E, cari bambini, vi lascio il piacere di scoprire da soli cosa può fare il Programma con tutto il resto: geografia, matematica, scienze, educazione artistica, educazione civica e perfino educazione fisica, perfino quella, ragazzi.
Col Programma, imparerete che, come sostenevano i filosofi, tutto è illusione, che, come sosteneva Cristo, la vita è una sofferenza, e, in ultimo, come sostenevano i Greci, che meglio è non essere nati.
Ma tranquilli: tempo qualche mese e potrete dimenticare tutto quanto.
Ci sarà sempre dietro l’angolo un nuovo Programma che vi aspetta.

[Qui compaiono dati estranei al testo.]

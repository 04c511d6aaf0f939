//! HTTP document store client.

use std::time::Duration;

use async_trait::async_trait;
use atelier::documents::Document;
use reqwest::{Client, RequestBuilder, Response, StatusCode, Url};
use serde::{Deserialize, Serialize};
use serde_json::Value;
use tracing::{debug, warn};

use crate::gateway::{DocumentStore, Filter, GatewayError, Query};

/// Configuration for connecting to the document store.
#[derive(Debug, Clone)]
pub struct HttpDocumentStoreConfig {
    /// Store address, e.g. `"https://store.example.com"`.
    pub base_url: String,

    /// Optional API key sent as a bearer token.
    pub api_key: Option<String>,

    /// Per-request timeout.
    pub timeout: Duration,
}

/// HTTP client for the document store.
#[derive(Debug, Clone)]
pub struct HttpDocumentStore {
    config: HttpDocumentStoreConfig,
    base_url: Url,
    http: Client,
}

impl HttpDocumentStore {
    /// Create a new client from the given configuration.
    ///
    /// # Errors
    ///
    /// Returns an error if the store address is not a base URL or the HTTP client cannot be
    /// built.
    pub fn new(config: HttpDocumentStoreConfig) -> Result<Self, GatewayError> {
        let base_url = Url::parse(config.base_url.trim())
            .map_err(|error| GatewayError::InvalidBaseUrl(format!("{}: {error}", config.base_url)))?;

        if base_url.cannot_be_a_base() {
            return Err(GatewayError::InvalidBaseUrl(config.base_url));
        }

        let http = Client::builder().timeout(config.timeout).build()?;

        Ok(Self {
            config,
            base_url,
            http,
        })
    }

    /// Append path segments to the store address, percent-encoding each one.
    fn endpoint(&self, segments: &[&str]) -> Result<Url, GatewayError> {
        let mut url = self.base_url.clone();

        url.path_segments_mut()
            .map_err(|()| GatewayError::InvalidBaseUrl(self.config.base_url.clone()))?
            .pop_if_empty()
            .extend(segments);

        Ok(url)
    }

    fn authorize(&self, request: RequestBuilder) -> RequestBuilder {
        match &self.config.api_key {
            Some(key) => request.bearer_auth(key),
            None => request,
        }
    }

    async fn expect_success(response: Response, action: &str) -> Result<Response, GatewayError> {
        if response.status().is_success() {
            return Ok(response);
        }

        let status = response.status();
        let text = response.text().await.unwrap_or_default();

        Err(GatewayError::UnexpectedResponse(format!(
            "{action} failed with status {status}: {text}"
        )))
    }
}

#[async_trait]
impl DocumentStore for HttpDocumentStore {
    async fn get(&self, collection: &str, id: &str) -> Result<Option<Document>, GatewayError> {
        if id.is_empty() || id == "." || id == ".." {
            debug!(collection, id, "id cannot name a document");
            return Ok(None);
        }

        let url = self.endpoint(&["v1", "collections", collection, "documents", id])?;

        let response = self.authorize(self.http.get(url)).send().await?;

        if response.status() == StatusCode::NOT_FOUND {
            debug!(collection, id, "document not found");
            return Ok(None);
        }

        let response = Self::expect_success(response, "get").await?;
        let value: Value = response.json().await?;

        Ok(Some(Document::try_from(value)?))
    }

    async fn query(
        &self,
        collection: &str,
        query: &Query,
    ) -> Result<Vec<Document>, GatewayError> {
        let action = format!("{collection}:query");
        let url = self.endpoint(&["v1", "collections", &action])?;

        let body = QueryRequest {
            filters: query.filters(),
        };

        let response = self
            .authorize(self.http.post(url))
            .json(&body)
            .send()
            .await?;

        let response = Self::expect_success(response, "query").await?;
        let parsed: QueryResponse = response.json().await?;

        Ok(parsed
            .documents
            .into_iter()
            .filter_map(|value| match Document::try_from(value) {
                Ok(document) => Some(document),
                Err(error) => {
                    warn!(collection, %error, "skipping malformed document");
                    None
                }
            })
            .collect())
    }
}

#[derive(Debug, Serialize)]
struct QueryRequest<'a> {
    filters: &'a [Filter],
}

#[derive(Debug, Deserialize)]
struct QueryResponse {
    #[serde(default)]
    documents: Vec<Value>,
}

#[cfg(test)]
mod tests {
    use atelier::documents::collections;
    use serde_json::json;
    use testresult::TestResult;
    use wiremock::{
        Mock, MockServer, ResponseTemplate,
        matchers::{body_json, header, method, path},
    };

    use super::*;

    fn store(server: &MockServer, api_key: Option<&str>) -> Result<HttpDocumentStore, GatewayError> {
        HttpDocumentStore::new(HttpDocumentStoreConfig {
            base_url: format!("{}/", server.uri()),
            api_key: api_key.map(ToString::to_string),
            timeout: Duration::from_secs(5),
        })
    }

    #[tokio::test]
    async fn get_returns_document() -> TestResult {
        let server = MockServer::start().await;

        Mock::given(method("GET"))
            .and(path("/v1/collections/products/documents/art-1"))
            .and(header("authorization", "Bearer secret"))
            .respond_with(
                ResponseTemplate::new(200).set_body_json(json!({ "id": "art-1", "name": "Dusk" })),
            )
            .expect(1)
            .mount(&server)
            .await;

        let document = store(&server, Some("secret"))?
            .get(collections::PRODUCTS, "art-1")
            .await?;

        assert_eq!(document.as_ref().map(|doc| doc.id.as_str()), Some("art-1"));
        assert_eq!(
            document.and_then(|doc| doc.fields.get("name").cloned()),
            Some(json!("Dusk"))
        );

        Ok(())
    }

    #[tokio::test]
    async fn get_maps_not_found_to_none() -> TestResult {
        let server = MockServer::start().await;

        Mock::given(method("GET"))
            .and(path("/v1/collections/products/documents/missing"))
            .respond_with(ResponseTemplate::new(404))
            .mount(&server)
            .await;

        let document = store(&server, None)?
            .get(collections::PRODUCTS, "missing")
            .await?;

        assert!(document.is_none());

        Ok(())
    }

    #[tokio::test]
    async fn get_encodes_reserved_characters_in_ids() -> TestResult {
        let server = MockServer::start().await;

        Mock::given(method("GET"))
            .and(path("/v1/collections/products/documents/secret"))
            .respond_with(ResponseTemplate::new(200).set_body_json(json!({ "id": "secret" })))
            .expect(0)
            .mount(&server)
            .await;

        Mock::given(method("GET"))
            .and(path("/v1/collections/products/documents/x%2F..%2Fsecret"))
            .respond_with(
                ResponseTemplate::new(200).set_body_json(json!({ "id": "x/../secret" })),
            )
            .expect(1)
            .mount(&server)
            .await;

        Mock::given(method("GET"))
            .and(path("/v1/collections/products/documents/secret%3Fx=1"))
            .respond_with(ResponseTemplate::new(200).set_body_json(json!({ "id": "secret?x=1" })))
            .expect(1)
            .mount(&server)
            .await;

        let store = store(&server, None)?;

        let traversal = store.get(collections::PRODUCTS, "x/../secret").await?;
        let query = store.get(collections::PRODUCTS, "secret?x=1").await?;
        let dots = store.get(collections::PRODUCTS, "..").await?;

        assert_eq!(traversal.map(|doc| doc.id), Some("x/../secret".to_string()));
        assert_eq!(query.map(|doc| doc.id), Some("secret?x=1".to_string()));
        assert!(dots.is_none());

        Ok(())
    }

    #[test]
    fn new_rejects_unusable_base_url() {
        let result = HttpDocumentStore::new(HttpDocumentStoreConfig {
            base_url: "mailto:store@example.com".to_string(),
            api_key: None,
            timeout: Duration::from_secs(5),
        });

        assert!(matches!(result, Err(GatewayError::InvalidBaseUrl(_))));
    }

    #[tokio::test]
    async fn get_rejects_document_without_id() -> TestResult {
        let server = MockServer::start().await;

        Mock::given(method("GET"))
            .and(path("/v1/collections/products/documents/art-1"))
            .respond_with(ResponseTemplate::new(200).set_body_json(json!({ "name": "Dusk" })))
            .mount(&server)
            .await;

        let result = store(&server, None)?.get(collections::PRODUCTS, "art-1").await;

        assert!(matches!(result, Err(GatewayError::Document(_))));

        Ok(())
    }

    #[tokio::test]
    async fn query_posts_filters_and_skips_malformed_documents() -> TestResult {
        let server = MockServer::start().await;

        Mock::given(method("POST"))
            .and(path("/v1/collections/productCategories:query"))
            .and(body_json(json!({
                "filters": [{ "field": "isActive", "op": "==", "value": true }]
            })))
            .respond_with(ResponseTemplate::new(200).set_body_json(json!({
                "documents": [
                    { "id": "c1", "name": "Paintings" },
                    { "name": "No id" },
                    "not an object"
                ]
            })))
            .expect(1)
            .mount(&server)
            .await;

        let query = Query::all().filter(Filter::equal("isActive", true));
        let documents = store(&server, None)?
            .query(collections::PRODUCT_CATEGORIES, &query)
            .await?;

        assert_eq!(documents.len(), 1);
        assert_eq!(documents.first().map(|doc| doc.id.as_str()), Some("c1"));

        Ok(())
    }

    #[tokio::test]
    async fn server_errors_are_reported() -> TestResult {
        let server = MockServer::start().await;

        Mock::given(method("POST"))
            .respond_with(ResponseTemplate::new(503).set_body_string("maintenance"))
            .mount(&server)
            .await;

        let result = store(&server, None)?
            .query(collections::MENUS, &Query::all())
            .await;

        let Err(GatewayError::UnexpectedResponse(message)) = result else {
            return Err("expected an unexpected response error".into());
        };

        assert!(message.contains("503"));
        assert!(message.contains("maintenance"));

        Ok(())
    }
}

Infine, una volta usciti da tutti quei Programmi, sarete stanchi di sicuro, contenti non lo so. Avrete ventiquattro, venticinque anni. Vi guarderete indietro e alle vostre spalle vedrete torme infinite popolate di dorsali, ascisse, ottativi aoristi, proiezioni ortogonali, poetiche del non-finito, ragguagli dal Parnaso, bastoncelli, coclee, teoremi di Euclide, Pomponii Meli, derivate e integrali. Più vicino: glottologie, filologie romanze, cartografie, vettoriali, differenziali. Scoprirete che il fondamento di linguistica ha seppellito la terza declinazione latina e che l’analisi matematica ha avuto la meglio sul paradosso di Zenone. A un certo punto vedrete strisciare una bestiolina nera, un po’ sghemba rispetto al piano della strada: un verbo irregolare latino al piuccheperfetto! Che carino! Chissà da quale buchetto sarà venuto fuori… E poi, guardandovi intorno, con una certa malinconia, scoprirete che ancora non sapete fare un sacco di cose, tipo attaccarvi un bottone o aggiustare una cornice di legno rotta. E che per fare quel lavoro che ora desiderate, o quello di cui avete bisogno, non vi hanno insegnato niente di niente e dovrete ricominciare da zero. Avrete ventiquattro, venticinque anni, si diceva. E poi, vi attraverserà la mente l’idea che Alessandro Magno ha lasciato questo mondo una decina di anni più vecchio di voi e vi potrebbe prendere un certo panico.
Allora, cari bambini, vi do un consiglio. È una situazione seria, importante. Qui il mondo si sgretola e se nessuno fa qualcosa niente cambierà di una virgola. Io non ho avuto la prontezza di farlo alle elementari e alle medie; poi al liceo, quando era di moda, mi ritrovavo un carattere da bastian contraria quindi nulla di fatto. Ma ora lo dico a voi. Voi che potete. Fatelo. Tutti insieme. Escludete il secchione di turno (che tanto non fa numero), tenetevi forti e fate una bella marinata di massa. Una marinata come si deve. Con uno scopo. Da adulti si chiama sciopero. Organizzato. Invece di andare a nord piegate a sud. I genitori vi fanno entrare dalla porta e voi uscite dalla finestra. Vi piazzano sull’autobus numero 4 e voi restateci finché non ha finito la corsa. Inventatevi qualcosa. Il modo si trova. Bisogna trovarlo. Perché, cari bambini, se non fate i capricci voi tutto rimarrà com’è stato. O anche peggio: perché cominceranno sempre dalla preistoria ma stavolta dovranno arrivare fino agli anni duemila e passa. Se protestiamo solo noi nessuno ci bada. Se non ci mettete anche voi del vostro la scuola rimarrà sempre questa, il Programma anche, e quando avrete dei figli non vorrete mica perdere tempo a interrogarli sui peli dell’Homo sapiens e a inseguire verbi irregolari per le condutture di casa… Perché è vero che come la guerra la scuola è bella anche se fa male, ma quanto più bella sarebbe se facesse anche qualcosa di buono. Perché la scuola, come diceva una mia vecchia conoscenza, deve essere magistra vitae. Perché non vogliamo cominciare a saper vivere a cinquant’anni. E perché poi, in fondo, lo diceva anche D’Annunzio, bambini: “settembre, andiamo. È tempo di migrare.”